Ilustración G. Guinea
  En el reciente planteamiento de regionalización, que con tanto apasionamiento viene estos días interesando a la prensa montañesa –y digo a la prensa, porque no sé hasta qué punto el pueblo (este ente divino y abstracto) se preocupa por ello- creo que debo yo también echar mi cuarto a espadas, ya que –aunque ello pueda parecer materia sólo política- no puede negarse que enraíza de una manera definitiva en el meollo histórico que ha ido modelando a los distintos grupos humanos. Pretender establecer opciones decisorias tan sólo apoyándose en el presente y en sus apremiantes realidades económicas pienso que es la manera más inocente de mirar el paisaje desde un solo mirador turístico. Los pueblos no son lo que son, sino a través de lo que han ido siendo o, lo que es lo mismo, la vida, en general, no se mide por el análisis de un instante, sino por todos aquellos antecedentes, desde el nacimiento de un ser, que han contribuido a lograr que ese instante se produzca. Si yo pretendiese, en un momento de mi existencia, actuar –por mimetismo o por ambición- de la misma manera que otro lo hizo para conseguir un gran éxito, es seguro que yo fracasaría de la manera más estrepitosa. Y en esto de la regionalización, parece que, de repente, nos ha entrado una especie de picor viendo la sarna de los otros. Porque, históricamente, la Montaña hace siglos que está ya regionalizada y parece inocente y pueril que ahora –ante el ondear de otras banderas sacadas de repente de las arcas fabricadas no más allá de sus abuelos- pretendamos nosotros estrujarnos los sesos para inventar algo nuevo y espectacularmente llamativo. Y tanto me da pensar, por defecto como por exceso, pues si utilizando la historia nos lanzamos, como algunos pretenden, a remover las cuevas prehistóricas para ver si sacamos un objeto magdaleniense, un bastón de mando paleolítico, que pueda servirnos de emblema, y mostrarlo como símbolo de conexión con nuestras aspiraciones actuales, caeríamos en el ridículo, porque destaparíamos la ignorancia que representa el creer que los montañeses de hoy día tienen algo que ver con los hombres de Altamira o con los cántabros que detuvieron a Roma.

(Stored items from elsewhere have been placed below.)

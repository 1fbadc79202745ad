//! The repository protocol: save, discard, find, load and fill.
//!
//! A [`Repository`] maps between a model `M` and a row `R` with injected
//! closures and drives one lifecycle for every model type:
//!
//! * every operation has an ambient form and an `_in` form taking an explicit
//!   unit of work; the ambient form joins the current unit when there is one
//!   and otherwise owns a unit for the duration of the call,
//! * models are marked before every write and their new flag only ever
//!   changes on success,
//! * a write conflict is reported through a hook and a `false` return, with
//!   the model restored to its state before the call,
//! * `find` results are lazy inside an ambient unit and drained otherwise.
//!
//! ```
//! use ambit::{Database, Filter, Repository};
//! use ambit::model::Model;
//! use ambit::session::Record;
//!
//! #[derive(Debug, Default, Clone)]
//! struct Tag { id: Option<i64>, label: String }
//! ambit::entity!(Tag { id, label });
//! impl Record for Tag {
//!     const TABLE: &'static str = "tag";
//!     const KEY: &'static str = "id";
//! }
//!
//! #[derive(Debug, Default, Clone)]
//! struct TagModel { id: Option<i64>, label: String }
//! impl Model for TagModel {
//!     fn is_new(&self) -> bool { self.id.is_none() }
//!     fn set_new(&mut self, _: bool) {}
//! }
//!
//! let db = Database::in_memory().unwrap();
//! db.execute_batch("create table tag (id integer primary key, label text)").unwrap();
//! let tags: Repository<TagModel, Tag> = Repository::new(
//!     db,
//!     |m: &TagModel| Filter::eq("id", m.id),
//!     |m: &TagModel, r: &mut Tag| r.label = m.label.clone(),
//!     |r: &Tag, m: &mut TagModel| { m.id = r.id; m.label = r.label.clone(); },
//! );
//! let mut tag = TagModel { label: "urgent".into(), ..TagModel::default() };
//! assert!(tags.save(&mut tag).unwrap());
//! assert_eq!(tag.id, Some(1));
//! ```

use std::marker::PhantomData;
use std::rc::Rc;
use std::sync::Arc;

use tracing::{debug, warn};

use crate::cursor::Found;
use crate::database::Database;
use crate::error::{AmbitError, Result};
use crate::filter::Filter;
use crate::model::Model;
use crate::session::{ConflictMode, ContextKind, DataContext, MainContext, Record};
use crate::unit_of_work::UnitOfWork;

/// Lifecycle callbacks shared by every repository of a model type.
///
/// Pre hooks can veto the operation by returning an error; it propagates and
/// the model is restored.
pub trait RepositoryHooks<M>: Send + Sync {
    fn on_pre_insert(&self, _model: &mut M) -> Result<()> {
        Ok(())
    }
    fn on_post_insert(&self, _model: &M) {}
    fn on_pre_update(&self, _model: &mut M) -> Result<()> {
        Ok(())
    }
    fn on_post_update(&self, _model: &M) {}
    fn on_pre_delete(&self, _model: &M) -> Result<()> {
        Ok(())
    }
    fn on_post_delete(&self, _model: &M) {}
    /// Called for every model a read produces, before the caller sees it.
    fn on_select(&self, _model: &mut M) {}
    fn on_save_conflict(&self, _model: &M, _conflict: &AmbitError) {}
    fn on_discard_conflict(&self, _model: &M, _conflict: &AmbitError) {}
}

pub struct NoHooks;
impl<M> RepositoryHooks<M> for NoHooks {}

type Matcher<M> = Arc<dyn Fn(&M) -> Filter + Send + Sync>;
type ToRow<M, R> = Arc<dyn Fn(&M, &mut R) + Send + Sync>;
type ToModel<R, M> = Arc<dyn Fn(&R, &mut M) + Send + Sync>;

pub struct Repository<M, R, K = MainContext> {
    database: Database,
    matcher: Matcher<M>,
    to_row: ToRow<M, R>,
    to_model: ToModel<R, M>,
    hooks: Arc<dyn RepositoryHooks<M>>,
    _context: PhantomData<fn() -> K>,
}

impl<M, R, K> Clone for Repository<M, R, K> {
    fn clone(&self) -> Self {
        Self {
            database: self.database.clone(),
            matcher: Arc::clone(&self.matcher),
            to_row: Arc::clone(&self.to_row),
            to_model: Arc::clone(&self.to_model),
            hooks: Arc::clone(&self.hooks),
            _context: PhantomData,
        }
    }
}

impl<M, R, K> Repository<M, R, K>
where
    M: Model + Default + 'static,
    R: Record,
    K: ContextKind,
{
    /// `matcher` resolves the one row a persisted model lives in, `to_row`
    /// copies caller changes onto a row and `to_model` reflects a row,
    /// including generated values, back onto a model.
    pub fn new(
        database: Database,
        matcher: impl Fn(&M) -> Filter + Send + Sync + 'static,
        to_row: impl Fn(&M, &mut R) + Send + Sync + 'static,
        to_model: impl Fn(&R, &mut M) + Send + Sync + 'static,
    ) -> Self {
        Self {
            database,
            matcher: Arc::new(matcher),
            to_row: Arc::new(to_row),
            to_model: Arc::new(to_model),
            hooks: Arc::new(NoHooks),
            _context: PhantomData,
        }
    }
    pub fn with_hooks(mut self, hooks: impl RepositoryHooks<M> + 'static) -> Self {
        self.hooks = Arc::new(hooks);
        self
    }
    pub fn with_matcher(mut self, matcher: impl Fn(&M) -> Filter + Send + Sync + 'static) -> Self {
        self.matcher = Arc::new(matcher);
        self
    }
    pub fn database(&self) -> &Database {
        &self.database
    }

    fn context(&self, unit: &UnitOfWork) -> Result<Rc<DataContext<K>>> {
        self.database.ensure_owns(unit)?;
        unit.session::<DataContext<K>>()
    }

    // ------------- Save -------------
    pub fn save(&self, model: &mut M) -> Result<bool> {
        let before = model.clone();
        let scope = self.database.write_scope()?;
        let saved = self.save_in(&scope, model)?;
        scope.complete();
        if let Err(e) = scope.close() {
            *model = before;
            return Err(e);
        }
        Ok(saved)
    }

    /// Inserts a new model or updates the row of a persisted one.
    pub fn save_in(&self, unit: &UnitOfWork, model: &mut M) -> Result<bool> {
        let before = model.clone();
        match self.write_save(unit, model) {
            Ok(()) => Ok(true),
            Err(e) => {
                *model = before;
                if !e.is_conflict() {
                    return Err(e);
                }
                warn!(unit = unit.id(), table = R::TABLE, error = %e, "save lost a write conflict");
                self.hooks.on_save_conflict(model, &e);
                Ok(false)
            }
        }
    }

    fn write_save(&self, unit: &UnitOfWork, model: &mut M) -> Result<()> {
        let context = self.context(unit)?;
        model.mark(&self.database.stamp());
        let inserting = model.is_new();
        let row = if inserting {
            self.hooks.on_pre_insert(model)?;
            let mut row = R::default();
            (self.to_row)(model, &mut row);
            context.insert_on_submit(row)
        } else {
            self.hooks.on_pre_update(model)?;
            let row = context.single::<R>(&(self.matcher)(model))?;
            (self.to_row)(model, &mut *row.get_mut());
            context.update_on_submit(&row);
            row
        };
        context.submit_changes(ConflictMode::FailOnFirstConflict)?;
        (self.to_model)(&*row.get(), model);
        if inserting {
            self.hooks.on_post_insert(model);
        } else {
            self.hooks.on_post_update(model);
        }
        model.set_new(false);
        debug!(unit = unit.id(), table = R::TABLE, inserted = inserting, "saved");
        Ok(())
    }

    // ------------- Discard -------------
    pub fn discard(&self, model: &mut M) -> Result<bool> {
        if model.is_new() {
            return Ok(true);
        }
        let before = model.clone();
        let scope = self.database.write_scope()?;
        let discarded = self.discard_in(&scope, model)?;
        scope.complete();
        if let Err(e) = scope.close() {
            *model = before;
            return Err(e);
        }
        Ok(discarded)
    }

    /// Deletes the row of a persisted model; `false` if there is none.
    pub fn discard_in(&self, unit: &UnitOfWork, model: &mut M) -> Result<bool> {
        if model.is_new() {
            return Ok(true);
        }
        let before = model.clone();
        match self.write_discard(unit, model) {
            Ok(true) => Ok(true),
            Ok(false) => {
                *model = before;
                Ok(false)
            }
            Err(e) => {
                *model = before;
                if !e.is_conflict() {
                    return Err(e);
                }
                warn!(unit = unit.id(), table = R::TABLE, error = %e, "discard lost a write conflict");
                self.hooks.on_discard_conflict(model, &e);
                Ok(false)
            }
        }
    }

    fn write_discard(&self, unit: &UnitOfWork, model: &mut M) -> Result<bool> {
        let context = self.context(unit)?;
        model.mark(&self.database.stamp());
        let mut rows = context.select::<R>(&(self.matcher)(model))?;
        let row = match rows.len() {
            0 => return Ok(false),
            1 => rows.remove(0),
            found => return Err(AmbitError::Cardinality { origin: R::TABLE.to_string(), found }),
        };
        self.hooks.on_pre_delete(model)?;
        // carries the caller's concurrency token onto the row
        (self.to_row)(model, &mut *row.get_mut());
        context.delete_on_submit(&row);
        context.submit_changes(ConflictMode::FailOnFirstConflict)?;
        self.hooks.on_post_delete(model);
        model.set_new(false);
        debug!(unit = unit.id(), table = R::TABLE, "discarded");
        Ok(true)
    }

    // ------------- Find -------------
    /// Every model matching `filter`; drained when this call owns the unit of work.
    pub fn find(&self, filter: &Filter) -> Result<Found<M>> {
        let to_model = Arc::clone(&self.to_model);
        self.find_projected(filter, move |row: &R| project(&*to_model, row))
    }
    pub fn find_in(&self, unit: &UnitOfWork, filter: &Filter) -> Result<Found<M>> {
        let to_model = Arc::clone(&self.to_model);
        self.find_projected_in(unit, filter, move |row: &R| project(&*to_model, row))
    }
    pub fn find_projected(&self, filter: &Filter, projector: impl Fn(&R) -> M + 'static) -> Result<Found<M>> {
        let scope = self.database.scope()?;
        let found = self.find_projected_in(&scope, filter, projector)?;
        if !scope.is_owner() {
            return Ok(found);
        }
        // the unit is about to go away; nothing may read through it afterwards
        let found = found.drained()?;
        scope.complete();
        scope.close()?;
        Ok(found)
    }
    /// A lazy sequence read through `unit`; it fails once `unit` is released.
    pub fn find_projected_in(
        &self,
        unit: &UnitOfWork,
        filter: &Filter,
        projector: impl Fn(&R) -> M + 'static,
    ) -> Result<Found<M>> {
        let context = self.context(unit)?;
        let cursor = context.cursor::<R>(filter, self.database.settings().fetch_size)?;
        let hooks = Arc::clone(&self.hooks);
        let models = cursor.map(move |row| {
            let row = row?;
            let mut model = projector(&*row.get());
            model.set_new(false);
            hooks.on_select(&mut model);
            Ok(model)
        });
        Ok(Found::Lazy(Box::new(models)))
    }

    // ------------- Load / Fill -------------
    /// Exactly one model; zero rows is `NotFound`, several a `Cardinality` error.
    pub fn load(&self, filter: &Filter) -> Result<M> {
        let scope = self.database.scope()?;
        let model = self.load_in(&scope, filter)?;
        scope.complete();
        scope.close()?;
        Ok(model)
    }
    /// Loads the row `prototype` would be saved to.
    pub fn load_like(&self, prototype: &M) -> Result<M> {
        self.load(&(self.matcher)(prototype))
    }
    pub fn load_in(&self, unit: &UnitOfWork, filter: &Filter) -> Result<M> {
        let row = self.context(unit)?.single::<R>(filter)?;
        let mut model = M::default();
        (self.to_model)(&*row.get(), &mut model);
        model.set_new(false);
        self.hooks.on_select(&mut model);
        Ok(model)
    }
    /// Refreshes `model` in place from its row; `false` unless exactly one row matches.
    pub fn fill(&self, model: &mut M) -> Result<bool> {
        let scope = self.database.scope()?;
        let filled = self.fill_in(&scope, model)?;
        scope.complete();
        scope.close()?;
        Ok(filled)
    }
    pub fn fill_in(&self, unit: &UnitOfWork, model: &mut M) -> Result<bool> {
        let rows = self.context(unit)?.select_limit::<R>(&(self.matcher)(model), Some(2))?;
        let [row] = rows.as_slice() else {
            return Ok(false);
        };
        (self.to_model)(&*row.get(), model);
        model.set_new(false);
        self.hooks.on_select(model);
        Ok(true)
    }
}

fn project<R, M: Default>(to_model: &(dyn Fn(&R, &mut M) + Send + Sync), row: &R) -> M {
    let mut model = M::default();
    to_model(row, &mut model);
    model
}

  Para descubrir la esencia diferenciativa del hombre montañés del siglo XX, en relación con los otros grupos humanos que forman la realidad de España, hemos de partir de épocas mucho más próximas que las prehistóricas; será de aquellas que han plasmado nuestra cultura actual, nuestra idiosincrasia, nuestra manera de ser, de sentir o de pensar, las que nos han configurado como un grupo original, unido y similar. Pensando así, y por mucho que, por un prurito de personalidad, intentemos sacar agua de las piedras, los montañeses no tenemos nada diverso o peculiar que no tengan los castellanos, salvo el paisaje. Tenemos la misma historia próxima desde hace más de mil años, hablamos el mismo idioma, disfrutamos de la misma cultura, hemos estado continuamente, durante siglos, intercambiándonos y, para más INRI, Castilla es una creación histórica de la Montaña. De nuestros montes descendieron los primeros pobladores de Palencia o de Burgos, después de la invasión musulmana. De nuestros valles era el conde Nuño Nuñez, que repobló Brañosera, y los monjes y nobles que “escalidaron” las tierras de Soncillo, San Felices, Sedano, etc. En la Montaña pasó su infancia, a lo que parece, el conde Fernán González, verdadero creador de Castilla. Renegar de nuestras propias empresas -empresas que fueron tan trascendentales no sólo para los campos de Castilla, sino para la misma creación de España- es algo que parece demencial, si no tuviese su principal explicación en el desconocimiento integral de nuestra más elemental historia. Naturalmente que tenemos diferencias, a pesar de todo, pero no son más que las que puedan existir entre un palentino y un soriano.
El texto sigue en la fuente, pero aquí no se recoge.